This case, however, does not arise from any of those situations defined in the regulations. First, the case does not arise from the denial of a request for an amendment to a written contract. Both parties agree there was no written contract covering the period in controversy. Second, the case does not arise from the denial of a proposed rate based on a cost statement. Rather, IBP contends IRC should have been paying according to its standard rate schedule. By definition, negotiated rates are rates other than the standard rates. (Compare Cal. Code Regs., tit. 17, § 58540 with Cal. Code Regs., tit. 17, §§ 58542, 58543.) Third, the case does not arise from the denial of a proposed negotiated rate. Rather, IBP contends it should be paid according to the standard rate schedule in the absence of an express agreement to the contrary. (Cal. Code Regs., tit. 17, § 58524, subds. (a), (b).) Finally, the case does not arise from denial of a contract because of noncompliance with regulations. Thus, we conclude that an administrative remedy was not available to IBP under the regulations, and the doctrine of exhaustion of administrative remedies does not apply.

C. Standard of Review

In reviewing the trial court's grant of summary judgment, we assume the role of the trial court and independently determine the merits of the motion. (Sellery v. Cressey (1996) 48 Cal.App.4th 538, 543.) A defendant moving for summary judgment bears the initial burden of showing either a complete defense to the plaintiff's claims or that the plaintiff cannot establish at least one element of the cause of action. (Saelzler v. Advanced Group 400 (2001) 25 Cal.4th 763, 768.) If the defendant makes this showing, the burden shifts to the plaintiff to establish that a triable issue of material fact exists. (Ibid.) However, if the defendant fails to meet its burden, the motion is defeated, and the plaintiff has no obligation to demonstrate a triable issue of material fact. (Villa v. McFerren (1995) 35 Cal.App.4th 733, 743-744.) In reviewing whether these burdens have been met, we strictly scrutinize the moving party's papers and construe all facts and resolve all doubts in favor of the party opposing the motion. (Code Civ. Proc., § 437c, subd. (d); Guz v. Bechtel National, Inc. (2000) 24 Cal.4th 317, 334.)

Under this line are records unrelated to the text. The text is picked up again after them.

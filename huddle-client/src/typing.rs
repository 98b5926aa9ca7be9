//! Scoped typing indicator.

use huddle_types::ChannelId;
use std::sync::Arc;
use std::time::Duration;
use tokio::task::JoinHandle;

use crate::remote::RemoteChannel;

/// Keeps the typing indicator visible while held.
///
/// The indicator is sent immediately and then every `interval` until the
/// guard is dropped. Failures are logged and the loop keeps going.
/// Must be created inside a Tokio runtime.
#[must_use = "the typing indicator stops when the guard is dropped"]
#[derive(Debug)]
pub struct TypingGuard {
    channel_id: ChannelId,
    task: JoinHandle<()>,
}

impl TypingGuard {
    pub(crate) fn start<R>(remote: Arc<R>, channel_id: ChannelId, interval: Duration) -> Self
    where
        R: RemoteChannel + 'static,
    {
        let task = tokio::spawn(async move {
            let mut ticker = tokio::time::interval(interval.max(Duration::from_millis(1)));
            ticker.set_missed_tick_behavior(tokio::time::MissedTickBehavior::Delay);
            loop {
                ticker.tick().await;
                if let Err(error) = remote.trigger_typing(channel_id).await {
                    tracing::warn!(channel_id = %channel_id, %error, "typing indicator failed");
                }
            }
        });
        tracing::debug!(channel_id = %channel_id, "typing started");
        Self { channel_id, task }
    }

    /// Channel the indicator is shown in.
    pub fn channel_id(&self) -> ChannelId {
        self.channel_id
    }

    /// Stop the indicator now.
    pub fn stop(self) {}
}

impl Drop for TypingGuard {
    fn drop(&mut self) {
        self.task.abort();
        tracing::debug!(channel_id = %self.channel_id, "typing stopped");
    }
}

D. Breach of Contract Claims

1. Issues Framed by Pleadings

IBP alleged it is a vendor that provides services, including supported living, adult day care, and transportation, to consumers. In 2001, the parties entered into a written contract for IBP to provide transportation services to consumers at a negotiated rate from July 1, 2001, through June 30, 2002. The contract called for payment according to a tiered schedule based upon distance. IBP attached a copy of the 2001-2002 contract to the complaint and alleged that following the expiration of the written contract, "the parties continued to operate as they had prior to the expiration of the transportation contract . . . ." IBP alleged that it agreed to reduce its rate of reimbursement for transportation for the 2002-2003 fiscal year only to assist IRC in dealing with a shortfall of funds. IBP alleged that IRC breached the parties' contract by (1) failing to pay IBP the negotiated rate for some consumers; (2) paying IBP a lower rate not agreed to in the contract for some consumers; (3) attempting to turn IBP's temporary agreement to accept a reduced rate of payment into a permanent rate change; (4) removing consumers from IBP's program when IBP refused to accept incorrect payment; (5) refusing to refer consumers to IBP's program unless IBP accepted incorrect payment; and (6) using inappropriate alternate transportation providers to avoid paying IBP the correct rate.

2. IRC's Opposition

IRC moved for summary judgment and provided a separate statement of undisputed material facts. As to the breach of contract action, IRC asserted there was no enforceable contract between the parties from 2004 to the present. In support of that assertion, IRC cited portions of the deposition of Therese Kragness, IBP's president and secretary, and a portion of IBP's settlement conference statement. IRC's entire factual showing is set forth below.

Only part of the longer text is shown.